## Work to be completed
Which of the lines below hold the word "ZERO"? Pull each of them out.

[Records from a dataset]
----------------

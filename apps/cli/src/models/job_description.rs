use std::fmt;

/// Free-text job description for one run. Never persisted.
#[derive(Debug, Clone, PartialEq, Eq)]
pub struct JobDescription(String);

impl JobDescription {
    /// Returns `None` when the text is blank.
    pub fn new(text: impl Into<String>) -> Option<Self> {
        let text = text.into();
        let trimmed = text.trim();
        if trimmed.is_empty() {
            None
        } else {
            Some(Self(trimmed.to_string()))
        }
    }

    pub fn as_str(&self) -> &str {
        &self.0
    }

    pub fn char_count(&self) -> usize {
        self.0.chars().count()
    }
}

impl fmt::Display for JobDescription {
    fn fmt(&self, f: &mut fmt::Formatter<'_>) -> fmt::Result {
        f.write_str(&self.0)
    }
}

----------------

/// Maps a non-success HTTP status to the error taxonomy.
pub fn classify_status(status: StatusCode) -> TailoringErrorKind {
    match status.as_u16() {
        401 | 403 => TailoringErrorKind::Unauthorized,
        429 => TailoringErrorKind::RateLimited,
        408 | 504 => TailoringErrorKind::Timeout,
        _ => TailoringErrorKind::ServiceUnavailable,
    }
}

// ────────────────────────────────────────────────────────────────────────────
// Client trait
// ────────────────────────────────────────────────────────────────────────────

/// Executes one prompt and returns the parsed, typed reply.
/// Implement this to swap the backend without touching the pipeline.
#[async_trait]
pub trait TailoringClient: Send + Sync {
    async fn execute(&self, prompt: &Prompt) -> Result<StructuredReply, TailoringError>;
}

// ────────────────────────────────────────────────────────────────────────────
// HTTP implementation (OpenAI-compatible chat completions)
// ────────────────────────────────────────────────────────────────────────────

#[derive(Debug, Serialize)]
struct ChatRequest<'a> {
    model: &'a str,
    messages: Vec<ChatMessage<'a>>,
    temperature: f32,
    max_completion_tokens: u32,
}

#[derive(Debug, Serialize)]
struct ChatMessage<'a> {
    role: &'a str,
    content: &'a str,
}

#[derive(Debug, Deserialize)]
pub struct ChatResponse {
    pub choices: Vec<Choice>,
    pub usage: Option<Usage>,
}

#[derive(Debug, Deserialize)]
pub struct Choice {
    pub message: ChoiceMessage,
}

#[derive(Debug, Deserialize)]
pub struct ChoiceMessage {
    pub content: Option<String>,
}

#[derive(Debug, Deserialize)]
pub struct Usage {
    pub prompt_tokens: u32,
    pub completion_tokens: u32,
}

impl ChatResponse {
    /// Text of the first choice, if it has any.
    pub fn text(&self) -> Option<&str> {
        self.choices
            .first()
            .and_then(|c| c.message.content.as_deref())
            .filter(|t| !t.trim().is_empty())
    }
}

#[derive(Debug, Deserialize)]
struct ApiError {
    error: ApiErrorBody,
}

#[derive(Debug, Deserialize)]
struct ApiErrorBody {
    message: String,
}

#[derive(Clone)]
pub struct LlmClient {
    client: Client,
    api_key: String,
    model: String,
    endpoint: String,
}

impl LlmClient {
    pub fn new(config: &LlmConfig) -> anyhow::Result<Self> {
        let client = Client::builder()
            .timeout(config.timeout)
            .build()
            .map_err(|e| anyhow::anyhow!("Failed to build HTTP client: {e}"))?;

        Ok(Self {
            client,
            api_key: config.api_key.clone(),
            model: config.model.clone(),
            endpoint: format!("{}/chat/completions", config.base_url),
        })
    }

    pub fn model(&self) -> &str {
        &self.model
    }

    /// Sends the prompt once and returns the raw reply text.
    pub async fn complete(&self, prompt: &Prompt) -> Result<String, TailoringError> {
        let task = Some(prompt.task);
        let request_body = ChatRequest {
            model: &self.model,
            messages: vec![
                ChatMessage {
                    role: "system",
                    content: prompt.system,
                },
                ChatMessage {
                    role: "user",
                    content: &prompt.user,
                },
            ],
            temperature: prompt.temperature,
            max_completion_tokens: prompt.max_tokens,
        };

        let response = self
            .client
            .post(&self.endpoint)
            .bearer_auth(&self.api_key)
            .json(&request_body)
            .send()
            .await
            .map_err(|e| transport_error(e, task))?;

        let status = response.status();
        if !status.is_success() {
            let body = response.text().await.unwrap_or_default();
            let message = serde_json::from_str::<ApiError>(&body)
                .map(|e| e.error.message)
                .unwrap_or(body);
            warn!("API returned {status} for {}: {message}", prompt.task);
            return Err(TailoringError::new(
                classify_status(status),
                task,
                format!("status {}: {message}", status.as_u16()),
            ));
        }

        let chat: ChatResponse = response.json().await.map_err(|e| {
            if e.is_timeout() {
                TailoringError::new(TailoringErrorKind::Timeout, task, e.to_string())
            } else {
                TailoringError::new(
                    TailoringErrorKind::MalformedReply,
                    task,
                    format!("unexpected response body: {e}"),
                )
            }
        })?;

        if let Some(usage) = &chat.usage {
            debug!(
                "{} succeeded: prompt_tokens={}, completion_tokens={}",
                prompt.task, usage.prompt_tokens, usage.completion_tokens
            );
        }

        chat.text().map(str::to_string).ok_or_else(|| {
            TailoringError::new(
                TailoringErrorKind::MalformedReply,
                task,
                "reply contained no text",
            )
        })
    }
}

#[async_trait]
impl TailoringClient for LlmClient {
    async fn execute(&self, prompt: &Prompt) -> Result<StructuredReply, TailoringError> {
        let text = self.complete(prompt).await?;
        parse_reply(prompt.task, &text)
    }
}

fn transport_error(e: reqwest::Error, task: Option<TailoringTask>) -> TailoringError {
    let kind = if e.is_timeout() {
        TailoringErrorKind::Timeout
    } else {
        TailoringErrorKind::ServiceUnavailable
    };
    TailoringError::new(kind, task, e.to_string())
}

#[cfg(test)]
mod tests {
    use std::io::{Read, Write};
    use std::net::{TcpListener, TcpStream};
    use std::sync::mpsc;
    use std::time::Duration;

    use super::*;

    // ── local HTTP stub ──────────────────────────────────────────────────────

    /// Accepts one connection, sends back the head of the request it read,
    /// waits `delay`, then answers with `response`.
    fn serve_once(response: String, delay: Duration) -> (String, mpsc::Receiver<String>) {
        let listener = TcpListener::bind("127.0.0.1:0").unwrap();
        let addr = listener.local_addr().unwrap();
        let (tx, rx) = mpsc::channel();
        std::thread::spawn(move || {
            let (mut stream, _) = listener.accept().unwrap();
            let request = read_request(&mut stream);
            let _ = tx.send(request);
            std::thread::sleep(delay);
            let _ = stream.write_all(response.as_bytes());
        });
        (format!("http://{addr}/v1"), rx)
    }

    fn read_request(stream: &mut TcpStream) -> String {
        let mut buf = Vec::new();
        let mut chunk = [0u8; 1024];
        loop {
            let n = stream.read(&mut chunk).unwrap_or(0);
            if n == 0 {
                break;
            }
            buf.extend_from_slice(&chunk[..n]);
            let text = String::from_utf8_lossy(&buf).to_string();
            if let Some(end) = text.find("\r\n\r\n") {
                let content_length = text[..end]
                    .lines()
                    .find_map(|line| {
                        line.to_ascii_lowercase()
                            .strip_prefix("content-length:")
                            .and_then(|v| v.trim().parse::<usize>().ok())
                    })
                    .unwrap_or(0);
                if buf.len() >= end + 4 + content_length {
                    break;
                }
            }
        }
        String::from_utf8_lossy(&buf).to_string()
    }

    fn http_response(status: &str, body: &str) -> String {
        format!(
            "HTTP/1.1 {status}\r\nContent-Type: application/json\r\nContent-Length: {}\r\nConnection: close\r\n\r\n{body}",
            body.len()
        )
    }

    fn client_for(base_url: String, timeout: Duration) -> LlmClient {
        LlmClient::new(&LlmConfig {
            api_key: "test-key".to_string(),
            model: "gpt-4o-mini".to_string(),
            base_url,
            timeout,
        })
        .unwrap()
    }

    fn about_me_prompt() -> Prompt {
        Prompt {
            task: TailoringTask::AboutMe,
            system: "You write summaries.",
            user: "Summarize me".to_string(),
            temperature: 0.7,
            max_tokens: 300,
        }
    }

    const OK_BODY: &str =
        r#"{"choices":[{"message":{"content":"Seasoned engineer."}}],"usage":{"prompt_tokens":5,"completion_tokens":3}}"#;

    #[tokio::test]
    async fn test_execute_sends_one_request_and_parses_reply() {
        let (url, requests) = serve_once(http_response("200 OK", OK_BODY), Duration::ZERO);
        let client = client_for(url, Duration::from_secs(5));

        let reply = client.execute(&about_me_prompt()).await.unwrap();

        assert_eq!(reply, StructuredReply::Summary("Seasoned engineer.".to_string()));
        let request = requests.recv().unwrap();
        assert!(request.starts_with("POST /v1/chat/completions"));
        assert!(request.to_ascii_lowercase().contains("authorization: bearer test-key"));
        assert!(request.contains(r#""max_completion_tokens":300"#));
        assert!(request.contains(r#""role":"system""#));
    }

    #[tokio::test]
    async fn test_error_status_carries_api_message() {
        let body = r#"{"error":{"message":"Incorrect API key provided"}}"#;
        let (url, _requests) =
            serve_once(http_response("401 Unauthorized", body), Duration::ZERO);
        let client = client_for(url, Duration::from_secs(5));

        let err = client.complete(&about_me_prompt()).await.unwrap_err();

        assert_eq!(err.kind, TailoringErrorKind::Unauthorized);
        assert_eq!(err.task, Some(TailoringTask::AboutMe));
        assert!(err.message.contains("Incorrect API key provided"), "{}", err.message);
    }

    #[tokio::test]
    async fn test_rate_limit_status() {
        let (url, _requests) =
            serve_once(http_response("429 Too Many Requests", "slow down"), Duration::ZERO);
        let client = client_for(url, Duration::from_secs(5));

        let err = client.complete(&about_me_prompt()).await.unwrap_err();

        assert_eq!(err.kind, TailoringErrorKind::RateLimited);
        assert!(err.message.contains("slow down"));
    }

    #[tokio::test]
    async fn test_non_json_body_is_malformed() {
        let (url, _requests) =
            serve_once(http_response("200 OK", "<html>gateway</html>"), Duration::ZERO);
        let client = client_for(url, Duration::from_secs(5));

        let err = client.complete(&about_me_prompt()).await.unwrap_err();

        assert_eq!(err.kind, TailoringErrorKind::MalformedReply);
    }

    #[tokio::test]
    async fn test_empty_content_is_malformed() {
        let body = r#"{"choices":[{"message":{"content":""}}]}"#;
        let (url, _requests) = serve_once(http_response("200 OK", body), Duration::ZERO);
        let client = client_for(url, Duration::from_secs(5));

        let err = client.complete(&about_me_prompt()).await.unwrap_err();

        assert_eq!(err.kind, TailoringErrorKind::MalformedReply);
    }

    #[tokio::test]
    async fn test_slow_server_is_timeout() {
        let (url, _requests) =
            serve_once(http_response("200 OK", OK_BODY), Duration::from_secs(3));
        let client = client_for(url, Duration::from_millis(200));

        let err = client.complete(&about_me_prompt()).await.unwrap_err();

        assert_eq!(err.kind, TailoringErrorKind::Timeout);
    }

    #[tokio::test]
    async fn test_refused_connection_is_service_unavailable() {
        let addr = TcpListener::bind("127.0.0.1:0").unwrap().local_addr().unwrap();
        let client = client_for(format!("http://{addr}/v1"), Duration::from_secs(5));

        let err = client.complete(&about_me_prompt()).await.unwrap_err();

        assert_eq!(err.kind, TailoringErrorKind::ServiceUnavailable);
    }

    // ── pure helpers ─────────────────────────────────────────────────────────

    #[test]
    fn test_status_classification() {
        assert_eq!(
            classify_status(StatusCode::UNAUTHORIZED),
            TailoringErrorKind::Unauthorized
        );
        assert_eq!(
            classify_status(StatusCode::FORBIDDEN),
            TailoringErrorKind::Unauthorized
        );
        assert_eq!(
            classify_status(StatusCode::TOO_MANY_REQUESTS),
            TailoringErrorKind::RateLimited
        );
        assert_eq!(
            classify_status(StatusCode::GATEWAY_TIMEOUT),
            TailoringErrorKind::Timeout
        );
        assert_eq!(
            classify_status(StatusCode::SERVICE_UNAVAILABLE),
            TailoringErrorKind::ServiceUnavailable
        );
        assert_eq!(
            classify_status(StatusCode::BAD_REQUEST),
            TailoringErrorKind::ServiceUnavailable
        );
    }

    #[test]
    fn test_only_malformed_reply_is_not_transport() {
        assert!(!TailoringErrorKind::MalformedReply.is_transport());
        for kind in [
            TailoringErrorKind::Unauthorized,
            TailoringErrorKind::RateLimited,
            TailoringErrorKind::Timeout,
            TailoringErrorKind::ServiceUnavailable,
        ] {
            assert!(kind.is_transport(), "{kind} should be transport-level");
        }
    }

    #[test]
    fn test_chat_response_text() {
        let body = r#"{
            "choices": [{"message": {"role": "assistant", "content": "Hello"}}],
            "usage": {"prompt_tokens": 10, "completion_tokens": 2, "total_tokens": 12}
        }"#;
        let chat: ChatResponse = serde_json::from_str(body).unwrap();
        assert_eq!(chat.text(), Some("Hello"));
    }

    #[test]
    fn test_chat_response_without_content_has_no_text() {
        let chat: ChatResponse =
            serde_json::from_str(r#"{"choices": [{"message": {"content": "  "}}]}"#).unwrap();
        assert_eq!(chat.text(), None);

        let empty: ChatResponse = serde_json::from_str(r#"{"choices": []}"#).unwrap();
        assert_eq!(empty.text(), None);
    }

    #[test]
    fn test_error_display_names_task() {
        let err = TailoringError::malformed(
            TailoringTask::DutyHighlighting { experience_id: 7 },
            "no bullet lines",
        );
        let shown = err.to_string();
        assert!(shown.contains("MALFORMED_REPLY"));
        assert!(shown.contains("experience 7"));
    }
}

----------------

## Written response
        let (url, requests) = serve_once(http_response("200 OK", OK_BODY), Duration::ZERO);
            serve_once(http_response("401 Unauthorized", body), Duration::ZERO);
            serve_once(http_response("429 Too Many Requests", "slow down"), Duration::ZERO);
            serve_once(http_response("200 OK", "<html>gateway</html>"), Duration::ZERO);
        let (url, _requests) = serve_once(http_response("200 OK", body), Duration::ZERO);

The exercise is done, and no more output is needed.